07 Wednesday Jan 2015

Posted by David Greene in Uncategorized

≈ Leave a comment

Image

“A new survey paints a troubling portrait of the American educator: Teacher job satisfaction has hit its lowest point in a quarter of a century, and 75 percent of principals believe their jobs have become too complex.

The findings are part of the MetLife Survey of the American Teacher: Challenges for School Leadership. Conducted annually since 1984, the survey polled representative sampling of 1,000 teachers and 500 principals in K-12 schools across the country.
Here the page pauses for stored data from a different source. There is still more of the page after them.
//! Integration tests for Value
//!
//! Tests immediates, identity and number formatting.

use proptest::prelude::*;
use sinter_foundation::{HeapId, Type, Value, format_number};

// =============================================================================
// Immediates
// =============================================================================

#[test]
fn immediate_types() {
    assert_eq!(Value::Number(1.0).immediate_type(), Some(Type::Number));
    assert_eq!(Value::Boolean(true).immediate_type(), Some(Type::Boolean));
    assert_eq!(Value::Null.immediate_type(), Some(Type::Null));
    assert_eq!(Value::Undefined.immediate_type(), Some(Type::Undefined));
    assert_eq!(Value::Reference(HeapId::new(0)).immediate_type(), None);
}

#[test]
fn conversions() {
    assert_eq!(Value::from(3), Value::Number(3.0));
    assert_eq!(Value::from(false), Value::Boolean(false));
    assert_eq!(
        Value::from(HeapId::new(9)).as_reference(),
        Some(HeapId::new(9))
    );
}

#[test]
fn identity_follows_ieee() {
    assert!(Value::Number(0.0).identical(&Value::Number(-0.0)));
    assert!(!Value::Number(f64::NAN).identical(&Value::Number(f64::NAN)));
    assert!(!Value::Null.identical(&Value::Undefined));
    assert!(Value::Reference(HeapId::new(2)).identical(&Value::Reference(HeapId::new(2))));
}

#[test]
fn immediates_display() {
    assert_eq!(Value::Null.to_string(), "null");
    assert_eq!(Value::Undefined.to_string(), "undefined");
    assert_eq!(Value::Boolean(true).to_string(), "true");
    assert_eq!(Value::Number(-2.5).to_string(), "-2.5");
}

// =============================================================================
// Number Formatting
// =============================================================================

#[test]
fn numbers_print_like_javascript() {
    assert_eq!(format_number(42.0), "42");
    assert_eq!(format_number(-0.0), "0");
    assert_eq!(format_number(0.1), "0.1");
    assert_eq!(format_number(f64::NAN), "NaN");
    assert_eq!(format_number(f64::NEG_INFINITY), "-Infinity");
    assert_eq!(format_number(1e21), "1e+21");
    assert_eq!(format_number(1.5e-7), "1.5e-7");
}

proptest! {
    #[test]
    fn integers_print_without_fraction(n in -1_000_000_i32..1_000_000) {
        prop_assert_eq!(format_number(f64::from(n)), n.to_string());
    }

    #[test]
    fn finite_numbers_round_trip(n in -1e15_f64..1e15) {
        let printed = format_number(n);
        prop_assert_eq!(printed.parse::<f64>().ok(), Some(n));
    }
}
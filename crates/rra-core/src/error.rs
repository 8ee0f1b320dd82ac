//! Error types for the rra relational algebra engine.

use alloc::string::String;
use core::fmt;

/// Result type alias for rra-core operations.
pub type Result<T> = core::result::Result<T, Error>;

/// The four error kinds of spec.md §7.
#[derive(Debug, Clone)]
pub enum Error {
    /// A row's keys differ from its scheme, or two relations with
    /// incompatible schemes were combined (union/intersection/difference
    /// require matching schemes; equijoin/rename forbid ambiguous overlap).
    SchemeViolation { message: String },
    /// A storage adapter reported an error (I/O, corruption, missing file).
    StorageError { message: String },
    /// A plist (or other serialized form) was malformed on read, or a
    /// value could not be serialized on write.
    SerializationError { message: String },
    /// An internal invariant was violated (e.g. a willChange/didChange
    /// mismatch). Should abort in debug builds, be reported in release.
    InvariantViolation { message: String },
}

impl fmt::Display for Error {
    fn fmt(&self, f: &mut fmt::Formatter<'_>) -> fmt::Result {
        match self {
            Error::SchemeViolation { message } => write!(f, "scheme violation: {message}"),
            Error::StorageError { message } => write!(f, "storage error: {message}"),
            Error::SerializationError { message } => write!(f, "serialization error: {message}"),
            Error::InvariantViolation { message } => write!(f, "invariant violation: {message}"),
        }
    }
}

impl Error {
    pub fn scheme_violation(message: impl Into<String>) -> Self {
        Error::SchemeViolation { message: message.into() }
    }

    pub fn storage(message: impl Into<String>) -> Self {
        Error::StorageError { message: message.into() }
    }

    pub fn serialization(message: impl Into<String>) -> Self {
        Error::SerializationError { message: message.into() }
    }

    pub fn invariant_violation(message: impl Into<String>) -> Self {
        Error::InvariantViolation { message: message.into() }
    }

    /// True for error kinds that should only ever indicate a bug in this
    /// crate rather than bad input or a failing adapter.
    pub fn is_invariant_violation(&self) -> bool {
        matches!(self, Error::InvariantViolation { .. })
    }
}

#[cfg(test)]
mod tests {
    use super::*;

    #[test]
    fn display_includes_message() {
        let err = Error::scheme_violation("schemes must match");
        assert!(alloc::format!("{err}").contains("schemes must match"));
    }

    #[test]
    fn invariant_violation_is_distinguishable() {
        assert!(Error::invariant_violation("x").is_invariant_violation());
        assert!(!Error::storage("x").is_invariant_violation());
    }
}
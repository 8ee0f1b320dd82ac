//! The relation differentiator (C8, spec.md §4.4).
//!
//! Given a root expression and a delta on one of its leaf variables, a
//! `Derivative` produces the `RelationChange` the root itself undergoes,
//! by walking the same small set of combinator rules `rra-algebra` defines
//! rather than re-evaluating the whole tree. Grounded on the teacher's
//! dataflow dependency graph (`crates/incremental/src/dataflow/graph.rs`),
//! generalized here from `TableId`-keyed nodes to arbitrary leaf-relation
//! identity (`Rc::ptr_eq`, per `rra_algebra::same_relation`).

use crate::delta::RelationChange;
use hashbrown::HashSet;
use rra_algebra::{
    materialize, Aggregate, ConcreteRelation, Difference, Equijoin, Intersection, Otherwise, Project, Relation,
    RelationRef, Rename, Select, Union, Unique, Update,
};
use rra_core::{Expr, Result, Row, Scheme};
use std::rc::Rc;
use std::sync::Arc;

/// Result of the cheap consistency check of spec.md §4.4: "a mutation
/// whose predicate is provably inconsistent with the variable's filter is
/// skipped". Only equality-vs-equality on the same attribute with
/// different constants is recognized (spec.md's Open Question (a) leaves
/// extending this to inequalities as a future enhancement, not a
/// contract).
#[derive(Debug, Clone, Copy, PartialEq, Eq)]
pub enum Inconsistency {
    ProvablyInconsistent,
    Possible,
}

/// A derivative over `root`, precomputed once per dispatch-tick batch
/// (spec.md §4.5 step 2: "for every affected variable, call
/// derivative.clear()"). This implementation is stateless beyond `root`
/// itself, so the update manager "clears" a derivative simply by
/// constructing a fresh one for the next drain rather than mutating this
/// one in place.
pub struct Derivative {
    root: RelationRef,
}

impl Derivative {
    /// Builds a derivative over `root`, precomputing nothing eagerly —
    /// `all_variables` and the bounding-filter walk are cheap enough over
    /// this engine's small expression trees to run per-call.
    pub fn new(root: RelationRef) -> Self {
        Derivative { root }
    }

    pub fn root(&self) -> &RelationRef {
        &self.root
    }

    /// Every leaf variable (a relation that isn't itself a combinator node)
    /// reachable from `root` without crossing an opaque boundary (spec.md
    /// §4.4).
    pub fn all_variables(&self) -> Vec<RelationRef> {
        let mut out = Vec::new();
        collect_variables(&self.root, &mut out);
        out
    }

    /// The cheap, conservative consistency check of spec.md §4.4: does
    /// `mutation_predicate` provably conflict with every `select` filter
    /// that bounds `variable`'s reachable region under `root`? A mutation
    /// this check flags should be skipped entirely (no `willChange`, no
    /// recomputation).
    pub fn check_consistency(&self, variable: &RelationRef, mutation_predicate: &Expr) -> Inconsistency {
        let Some((mutation_attr, mutation_value)) = mutation_predicate.as_attr_eq_const() else {
            return Inconsistency::Possible;
        };
        let mut filters = Vec::new();
        bounding_filters(&self.root, variable, &mut filters);
        for filter in &filters {
            if let Some((filter_attr, filter_value)) = filter.as_attr_eq_const() {
                if filter_attr == mutation_attr && filter_value != mutation_value {
                    return Inconsistency::ProvablyInconsistent;
                }
            }
        }
        Inconsistency::Possible
    }

    /// Computes the `RelationChange` that `root` undergoes given `delta`
    /// on `variable`. If `variable` is not reachable from `root` the
    /// result is empty (spec.md §8 invariant 4 restricted to the relevant
    /// subtree).
    pub fn derive(&self, variable: &RelationRef, delta: &RelationChange) -> Result<RelationChange> {
        derive_node(&self.root, variable, delta)
    }
}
 Only 39 percent of teachers described themselves as very satisfied with their jobs on the latest survey. That’s a 23-percentage point plummet since 2008, and a drop of five percentage points just over the past year. Factors contributing to lower job satisfaction included working in schools where the budgets, opportunities for professional development, and time for collaboration with colleagues have all been sent to the chopping block. Stress levels are also up, with half of all teachers describing themselves as under great stress several days per week, compared with a third of teachers in 1985.

Given those numbers, who wants to teach besides TFA corps members who know all they have to do is last two years then go on their way to their real vocations? Teaching must be more of a profession for our most creative and thoughtful 20-somethings. We must market the opportunities to become an autonomous, creative professional with room for growth. In addition, there needs to be obvious material incentives. To its credit, TFA has started to get more of our most creative and thoughtful to become teachers. But, how do we get them to stay?

Finance and law draw many potential great teachers away from the profession. The highest state average starting salary for a teacher is approximately $40,000. The highest state average salary for all teachers is approximately $65,000 which is the average, starting salary for a first-year lawyer.

A first-year analyst in investment banking averages double that, and a third-year associate with an MBA averages $350,000 in compensation (careers-in-finance.com). At the same time, the top 10 percent of teachers in the country have an average salary range from $75,190 to $80,970.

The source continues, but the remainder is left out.